Marguerite felt this relief anew as she turned the corner of North Beach Street, passed the yacht club, where the tennis courts were already in use and the flag was snapping, and spied the door to Dusty’s shop with the OPEN sign hanging on a nail.

A bell tinkled as she walked in. The shop was empty. It had been years and years since Marguerite had set foot inside, and there had been changes. He sold smoked bluefish pâté and cocktail sauce, lemons, asparagus, corn on the cob, sun-dried tomato pesto, and fresh pasta. He sold Ben & Jerry’s, Nantucket Nectars, frozen loaves of French bread. It was a veritable grocery store; before, it had just been fish. Marguerite inspected the specimens in the refrigerated display case; even the fish had changed. There were soft-shell crabs and swordfish chunks (“great for kebabs”); there was unshelled lobster meat selling for $35.99 a pound; there were large shrimp, extra-large shrimp, and jumbo shrimp available with shell or without, cooked or uncooked. But then there were the Dusty staples-the plump, white, day-boat scallops, the fillets of red-purple tuna cut as thick as a paperback novel, the Arctic char and halibut and a whole striped bass that, if Marguerite had to guess, Dusty had caught himself off of Great Point that very morning.

Suddenly Dusty appeared out of the back. He wore a white apron over a blue T-shirt. His hair was silver and his beard was cut close. Marguerite nearly cried out. She would never have imagined that she had missed people or that she missed this man in particular. She was shocked at her own joy. However, her elation and her surprise were nothing compared to Dusty’s. At first, she could tell he thought he was hallucinating. For as much of an old salt as Dusty believed himself to be, he had the kind of face that gave everything away.

“Margo?” he said, his voice barely above a whisper.
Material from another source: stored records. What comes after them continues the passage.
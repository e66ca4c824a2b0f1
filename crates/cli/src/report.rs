//! Human-readable rendering of command results.

use std::fmt::Write as _;

use tokens_protocol::{GenerateSummary, IoFailure, PackageListing, SearchResponse, SyncSummary, TokenHit};

fn section(out: &mut String, title: &str, lines: impl IntoIterator<Item = String>) {
    let mut lines = lines.into_iter().peekable();
    if lines.peek().is_none() {
        return;
    }
    let _ = writeln!(out, "{title}:");
    for line in lines {
        let _ = writeln!(out, "  {line}");
    }
}

fn io_lines(errors: &[IoFailure]) -> impl Iterator<Item = String> + '_ {
    errors.iter().map(|io| format!("{}: {}", io.path, io.message))
}

pub fn sync_summary(title: &str, summary: &SyncSummary) -> String {
    let mut out = String::new();
    let changes = summary.changes;
    let _ = writeln!(
        out,
        "{title}{}: {} added, {} modified, {} removed, {} unchanged",
        if summary.dry_run { " (dry run)" } else { "" },
        changes.added,
        changes.modified,
        changes.removed,
        summary.unchanged
    );
    section(&mut out, "Updated files", summary.updated_files.iter().cloned());
    section(
        &mut out,
        "Skipped collections",
        summary.skipped_collections.iter().map(|skipped| match &skipped.detail {
            Some(detail) => format!("{} ({}: {detail})", skipped.collection, skipped.reason.as_str()),
            None => format!("{} ({})", skipped.collection, skipped.reason.as_str()),
        }),
    );
    section(
        &mut out,
        "Skipped records",
        summary
            .skipped_records
            .iter()
            .map(|record| format!("{}: {}", record.key, record.reason)),
    );
    section(&mut out, "Warnings", summary.warnings.iter().cloned());
    section(&mut out, "I/O errors", io_lines(&summary.io_errors));
    out
}

pub fn generate_summary(summary: &GenerateSummary) -> String {
    let mut out = format!("Generated {} artifact(s)\n", summary.written.len());
    section(&mut out, "Warnings", summary.warnings.iter().cloned());
    section(&mut out, "I/O errors", io_lines(&summary.io_errors));
    out
}

fn hit_line(hit: &TokenHit) -> String {
    let mut line = format!("{} = {}  [{}/{}, {}]  {}", hit.path, hit.value, hit.package, hit.file, hit.domain, hit.css_var);
    if let Some(reference) = &hit.reference {
        let _ = write!(line, "\n     -> {reference}");
    }
    line
}

pub fn search_response(response: &SearchResponse) -> String {
    let mut out = String::new();
    for (i, hit) in response.hits.iter().enumerate() {
        let _ = writeln!(out, "{}. {}", i + 1, hit_line(hit));
    }
    let _ = writeln!(
        out,
        "{} of {} match(es) for '{}'",
        response.hits.len(),
        response.total,
        response.query
    );
    out
}

pub fn token_hit(hit: &TokenHit) -> String {
    format!("{}\n", hit_line(hit))
}

pub fn package_listing(packages: &[PackageListing]) -> String {
    let mut out = String::new();
    for package in packages {
        let _ = writeln!(out, "{} ({} file(s))", package.name, package.files.len());
        for file in &package.files {
            let _ = writeln!(out, "  {file}");
        }
    }
    out
}

#[cfg(test)]
mod tests {
    use super::*;
    use pretty_assertions::assert_eq;
    use tokens_protocol::{ChangeCounts, SkipReason, SkippedCollection};

    #[test]
    fn sync_summary_lists_only_non_empty_sections() {
        let summary = SyncSummary {
            dry_run: true,
            changes: ChangeCounts {
                added: 1,
                modified: 0,
                removed: 2,
            },
            unchanged: 7,
            skipped_collections: vec![SkippedCollection {
                collection: "lg.web.button.component".to_string(),
                reason: SkipReason::Component,
                detail: None,
            }],
            ..SyncSummary::default()
        };
        assert_eq!(
            sync_summary("Sync complete", &summary),
            "Sync complete (dry run): 1 added, 0 modified, 2 removed, 7 unchanged\n\
             Skipped collections:\n  lg.web.button.component (component)\n"
        );
    }

    #[test]
    fn packages_are_listed_with_files() {
        let listing = vec![PackageListing {
            name: "core-tokens".to_string(),
            files: vec!["color-primitive".to_string()],
        }];
        assert_eq!(package_listing(&listing), "core-tokens (1 file(s))\n  color-primitive\n");
    }
}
She smiled and felt a funny kind of gratitude. There were people you knew in your life who would always be the same at base, hence they would always be familiar. Marguerite hadn’t seen Dusty Tyler in years, but it might have been yesterday. He looked so much like himself that she could almost taste the ancient desire on her scarred tongue. His blue eyes, his bushy eyebrows, white now.

“Hi,” she said. She tried to sound calm, serene, as if all these years she’d been away at some Buddhist retreat, centering herself. Ha! Hardly.

“ ‘Hi’?” Dusty said. “You disappear for damn near fifteen years and that’s all you have to say?”

“I’m sorry.” It was silly, but she feared she might cry. She didn’t know what to say. Did she have to go all the way back and explain everything? Did she have to tell him what she’d done to herself and why? She had been out of the public eye for so long, she didn’t remember how to relate to people. Dusty must have sensed this, because he backed off.

“I won’t ask you anything, Margo; I promise,” he said. He paused, shaking his head, taking her in. “Except what you’d like.”

“Mussels,” she said. She stared at the word on her list, to avoid his eyes. “I came for mussels. Enough to get two people off to a good start.”

“Two people?” he said.

She blinked.

“You’re in luck,” he said. “I got some in from Point Judith this morning.” He filled a bag with green-black shells the shape of teardrops. “How are you going to prepare these, Margo?”

Marguerite poised her pen above her checkbook and looked at Dusty over the top of her bifocals. “I thought you weren’t going to ask me any questions.”

“I said that, didn’t I?”

“You promised.”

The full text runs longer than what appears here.